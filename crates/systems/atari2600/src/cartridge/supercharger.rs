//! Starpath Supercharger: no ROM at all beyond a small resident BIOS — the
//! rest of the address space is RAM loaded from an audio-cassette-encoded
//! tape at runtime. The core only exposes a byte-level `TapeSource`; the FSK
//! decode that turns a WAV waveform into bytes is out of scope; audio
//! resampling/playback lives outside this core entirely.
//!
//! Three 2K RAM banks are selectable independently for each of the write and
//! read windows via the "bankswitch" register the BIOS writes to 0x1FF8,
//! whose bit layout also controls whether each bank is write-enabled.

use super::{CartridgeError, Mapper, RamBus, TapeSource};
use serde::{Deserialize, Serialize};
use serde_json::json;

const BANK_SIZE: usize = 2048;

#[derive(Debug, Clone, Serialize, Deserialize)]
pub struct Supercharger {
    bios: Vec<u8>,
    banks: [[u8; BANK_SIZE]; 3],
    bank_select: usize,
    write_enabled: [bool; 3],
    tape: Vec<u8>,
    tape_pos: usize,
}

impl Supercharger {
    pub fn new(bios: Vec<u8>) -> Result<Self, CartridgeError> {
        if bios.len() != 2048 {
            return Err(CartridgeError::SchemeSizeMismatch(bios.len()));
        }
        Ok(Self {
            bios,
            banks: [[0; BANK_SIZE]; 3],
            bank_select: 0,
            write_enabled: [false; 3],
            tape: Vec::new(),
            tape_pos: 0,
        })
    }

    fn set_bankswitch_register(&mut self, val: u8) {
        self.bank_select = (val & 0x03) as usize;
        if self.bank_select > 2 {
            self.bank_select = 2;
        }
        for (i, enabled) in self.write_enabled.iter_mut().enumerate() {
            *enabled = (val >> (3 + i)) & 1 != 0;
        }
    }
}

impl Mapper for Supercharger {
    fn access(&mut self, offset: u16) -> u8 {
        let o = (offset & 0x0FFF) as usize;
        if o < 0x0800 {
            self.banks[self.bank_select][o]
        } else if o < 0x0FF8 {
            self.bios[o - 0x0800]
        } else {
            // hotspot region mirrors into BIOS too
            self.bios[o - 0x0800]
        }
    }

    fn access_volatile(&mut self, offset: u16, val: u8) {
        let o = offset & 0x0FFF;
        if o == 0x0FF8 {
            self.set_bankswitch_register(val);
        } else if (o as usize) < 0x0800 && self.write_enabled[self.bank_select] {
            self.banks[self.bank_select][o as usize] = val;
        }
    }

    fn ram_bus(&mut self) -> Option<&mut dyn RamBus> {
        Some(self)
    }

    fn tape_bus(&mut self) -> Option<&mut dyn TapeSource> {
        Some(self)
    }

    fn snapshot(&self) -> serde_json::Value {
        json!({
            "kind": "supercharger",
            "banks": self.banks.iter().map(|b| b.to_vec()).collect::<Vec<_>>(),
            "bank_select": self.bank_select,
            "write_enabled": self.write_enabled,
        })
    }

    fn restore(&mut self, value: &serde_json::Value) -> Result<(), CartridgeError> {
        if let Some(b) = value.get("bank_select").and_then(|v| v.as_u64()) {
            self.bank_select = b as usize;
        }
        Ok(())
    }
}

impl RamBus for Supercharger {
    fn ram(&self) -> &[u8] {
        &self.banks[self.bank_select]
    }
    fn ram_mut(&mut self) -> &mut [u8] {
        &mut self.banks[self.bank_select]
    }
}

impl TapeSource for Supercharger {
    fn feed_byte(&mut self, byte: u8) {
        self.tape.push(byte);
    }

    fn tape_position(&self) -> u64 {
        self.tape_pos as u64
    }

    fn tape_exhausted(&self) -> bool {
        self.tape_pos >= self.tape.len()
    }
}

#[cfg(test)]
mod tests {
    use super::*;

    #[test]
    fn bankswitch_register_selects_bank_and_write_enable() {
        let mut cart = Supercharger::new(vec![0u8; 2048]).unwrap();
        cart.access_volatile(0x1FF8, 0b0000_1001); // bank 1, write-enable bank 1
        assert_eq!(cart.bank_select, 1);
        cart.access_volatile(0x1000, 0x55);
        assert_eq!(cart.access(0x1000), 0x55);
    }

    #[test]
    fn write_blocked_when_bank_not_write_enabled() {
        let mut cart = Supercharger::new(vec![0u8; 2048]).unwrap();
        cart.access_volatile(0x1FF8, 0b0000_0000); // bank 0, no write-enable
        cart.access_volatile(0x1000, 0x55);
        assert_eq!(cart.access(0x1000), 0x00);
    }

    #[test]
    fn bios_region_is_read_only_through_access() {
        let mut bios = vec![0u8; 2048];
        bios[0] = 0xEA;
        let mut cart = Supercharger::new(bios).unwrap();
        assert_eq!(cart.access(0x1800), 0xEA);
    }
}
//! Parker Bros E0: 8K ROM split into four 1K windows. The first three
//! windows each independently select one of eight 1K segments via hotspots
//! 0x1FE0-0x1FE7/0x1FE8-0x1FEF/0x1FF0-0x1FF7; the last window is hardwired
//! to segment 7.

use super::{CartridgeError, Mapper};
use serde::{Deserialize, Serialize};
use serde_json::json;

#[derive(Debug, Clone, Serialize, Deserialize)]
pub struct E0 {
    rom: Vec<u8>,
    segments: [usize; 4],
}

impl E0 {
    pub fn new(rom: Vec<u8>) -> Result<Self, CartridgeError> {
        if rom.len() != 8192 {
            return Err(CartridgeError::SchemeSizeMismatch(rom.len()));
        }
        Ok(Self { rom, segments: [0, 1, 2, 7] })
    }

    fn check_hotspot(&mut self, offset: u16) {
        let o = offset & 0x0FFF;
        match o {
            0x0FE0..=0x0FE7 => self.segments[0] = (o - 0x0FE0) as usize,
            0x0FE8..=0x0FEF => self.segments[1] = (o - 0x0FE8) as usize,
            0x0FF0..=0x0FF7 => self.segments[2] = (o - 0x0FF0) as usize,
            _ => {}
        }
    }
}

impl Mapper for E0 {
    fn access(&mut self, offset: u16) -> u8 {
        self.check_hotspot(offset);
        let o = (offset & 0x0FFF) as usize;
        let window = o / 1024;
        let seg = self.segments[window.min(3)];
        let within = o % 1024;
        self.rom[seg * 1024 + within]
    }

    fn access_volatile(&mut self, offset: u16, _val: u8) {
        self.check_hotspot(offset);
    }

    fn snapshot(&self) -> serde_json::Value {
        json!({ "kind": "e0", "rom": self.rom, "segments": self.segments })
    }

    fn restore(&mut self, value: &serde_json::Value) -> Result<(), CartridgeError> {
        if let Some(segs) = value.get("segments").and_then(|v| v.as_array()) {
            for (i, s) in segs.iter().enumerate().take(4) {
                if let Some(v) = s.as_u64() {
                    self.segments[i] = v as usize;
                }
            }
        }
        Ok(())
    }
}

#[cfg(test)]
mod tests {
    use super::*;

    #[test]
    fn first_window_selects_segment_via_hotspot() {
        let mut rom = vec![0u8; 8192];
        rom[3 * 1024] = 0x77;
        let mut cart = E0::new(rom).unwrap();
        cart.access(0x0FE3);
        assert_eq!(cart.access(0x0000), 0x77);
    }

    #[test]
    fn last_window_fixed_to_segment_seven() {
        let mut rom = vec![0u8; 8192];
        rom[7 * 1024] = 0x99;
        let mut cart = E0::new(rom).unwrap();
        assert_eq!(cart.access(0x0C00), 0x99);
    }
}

(DESCRIPTION OF THE TASK) Your output should be an exact copy of the lines from the top of the listing above to the line with "bank is write-enabled.", both ends included.

(RESULT)
filename crates/systems/atari2600/src/cartridge/supercharger.rs
//! Starpath Supercharger: no ROM at all beyond a small resident BIOS — the
//! rest of the address space is RAM loaded from an audio-cassette-encoded
//! tape at runtime. The core only exposes a byte-level `TapeSource`; the FSK
//! decode that turns a WAV waveform into bytes is out of scope; audio
//! resampling/playback lives outside this core entirely.
//!
//! Three 2K RAM banks are selectable independently for each of the write and
//! read windows via the "bankswitch" register the BIOS writes to 0x1FF8,
//! whose bit layout also controls whether each bank is write-enabled.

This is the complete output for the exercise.